◆ What is being asked
Print every line of the listing exactly, please.

..........

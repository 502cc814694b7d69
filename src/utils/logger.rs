//! Run log and `log` facade backend
//!
//! A `Logger` has two roles. Commands hold one as their operation log and
//! append a line per completed step. A second instance is installed as the
//! global `log` backend, where it records every `info!`/`debug!` line with
//! its module path and echoes the important ones to the terminal.

use std::fs::File;
use std::io::{self, Write};
use std::path::Path;
use std::sync::Mutex;
use log::{Level, LevelFilter, Log, Metadata, Record};

/// File-backed logger
pub struct Logger {
    /// Destination of log lines; `None` discards them
    file: Mutex<Option<File>>,
    /// Mirror records of level `Info` and above to the terminal
    echo: bool,
}

impl Logger {
    /// Creates a logger writing to `log_file`
    ///
    /// # Arguments
    ///
    /// * `log_file` - Path to the log file, truncated on creation
    ///
    /// # Returns
    ///
    /// A new Logger instance or an error if the file cannot be created
    pub fn new<P: AsRef<Path>>(log_file: P) -> io::Result<Self> {
        let file = File::create(log_file.as_ref())?;
        Ok(Logger {
            file: Mutex::new(Some(file)),
            echo: true,
        })
    }

    /// Creates a logger that writes nowhere
    pub fn null() -> Self {
        Logger {
            file: Mutex::new(None),
            echo: false,
        }
    }

    /// Appends one line to the log file
    pub fn log(&self, message: &str) -> io::Result<()> {
        let mut guard = self.file.lock()
            .map_err(|_| io::Error::new(io::ErrorKind::Other, "log file lock poisoned"))?;

        if let Some(file) = guard.as_mut() {
            writeln!(file, "{}", message)?;
            file.flush()?;
        }
        Ok(())
    }

    /// Install a file logger as the `log` backend
    ///
    /// # Arguments
    ///
    /// * `log_file` - File receiving every record
    /// * `verbose` - Record `Debug` as well as `Info` and above
    pub fn init_global_logger<P: AsRef<Path>>(log_file: P, verbose: bool) -> io::Result<()> {
        let global_logger = Logger::new(log_file)?;

        if log::set_boxed_logger(Box::new(global_logger)).is_err() {
            eprintln!("Warning: Global logger was already initialized");
        }

        log::set_max_level(if verbose { LevelFilter::Debug } else { LevelFilter::Info });
        Ok(())
    }
}

impl Log for Logger {
    fn enabled(&self, metadata: &Metadata) -> bool {
        metadata.level() <= log::max_level()
    }

    fn log(&self, record: &Record) {
        if !self.enabled(record.metadata()) {
            return;
        }

        let line = format!("[{}] {}: {}", record.level(), record.target(), record.args());
        let _ = Logger::log(self, &line);

        if self.echo {
            match record.level() {
                Level::Error | Level::Warn => eprintln!("[{}] {}", record.level(), record.args()),
                Level::Info => println!("{}", record.args()),
                _ => {}
            }
        }
    }

    fn flush(&self) {
        // every line is flushed as it is written
    }
}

..........

◆ Answer space
repository 502cc814694b7d69
filename src/utils/logger.rs
//! Run log and `log` facade backend
//!
//! A `Logger` has two roles. Commands hold one as their operation log and
//! append a line per completed step. A second instance is installed as the
//! global `log` backend, where it records every `info!`/`debug!` line with
//! its module path and echoes the important ones to the terminal.

use std::fs::File;
use std::io::{self, Write};
use std::path::Path;
use std::sync::Mutex;
use log::{Level, LevelFilter, Log, Metadata, Record};

/// File-backed logger
pub struct Logger {
    /// Destination of log lines; `None` discards them
    file: Mutex<Option<File>>,
    /// Mirror records of level `Info` and above to the terminal
    echo: bool,
}

impl Logger {
    /// Creates a logger writing to `log_file`
    ///
    /// # Arguments
    ///
    /// * `log_file` - Path to the log file, truncated on creation
    ///
    /// # Returns
    ///
    /// A new Logger instance or an error if the file cannot be created
    pub fn new<P: AsRef<Path>>(log_file: P) -> io::Result<Self> {
        let file = File::create(log_file.as_ref())?;
        Ok(Logger {
            file: Mutex::new(Some(file)),
            echo: true,
        })
    }

    /// Creates a logger that writes nowhere
    pub fn null() -> Self {
        Logger {
            file: Mutex::new(None),
            echo: false,
        }
    }

    /// Appends one line to the log file
    pub fn log(&self, message: &str) -> io::Result<()> {
        let mut guard = self.file.lock()
            .map_err(|_| io::Error::new(io::ErrorKind::Other, "log file lock poisoned"))?;

        if let Some(file) = guard.as_mut() {
            writeln!(file, "{}", message)?;
            file.flush()?;
        }
        Ok(())
    }

    /// Install a file logger as the `log` backend
    ///
    /// # Arguments
    ///
    /// * `log_file` - File receiving every record
    /// * `verbose` - Record `Debug` as well as `Info` and above
    pub fn init_global_logger<P: AsRef<Path>>(log_file: P, verbose: bool) -> io::Result<()> {
        let global_logger = Logger::new(log_file)?;

        if log::set_boxed_logger(Box::new(global_logger)).is_err() {
            eprintln!("Warning: Global logger was already initialized");
        }

        log::set_max_level(if verbose { LevelFilter::Debug } else { LevelFilter::Info });
        Ok(())
    }
}

impl Log for Logger {
    fn enabled(&self, metadata: &Metadata) -> bool {
        metadata.level() <= log::max_level()
    }

    fn log(&self, record: &Record) {
        if !self.enabled(record.metadata()) {
            return;
        }

        let line = format!("[{}] {}: {}", record.level(), record.target(), record.args());
        let _ = Logger::log(self, &line);

        if self.echo {
            match record.level() {
                Level::Error | Level::Warn => eprintln!("[{}] {}", record.level(), record.args()),
                Level::Info => println!("{}", record.args()),
                _ => {}
            }
        }
    }

    fn flush(&self) {
        // every line is flushed as it is written
    }
}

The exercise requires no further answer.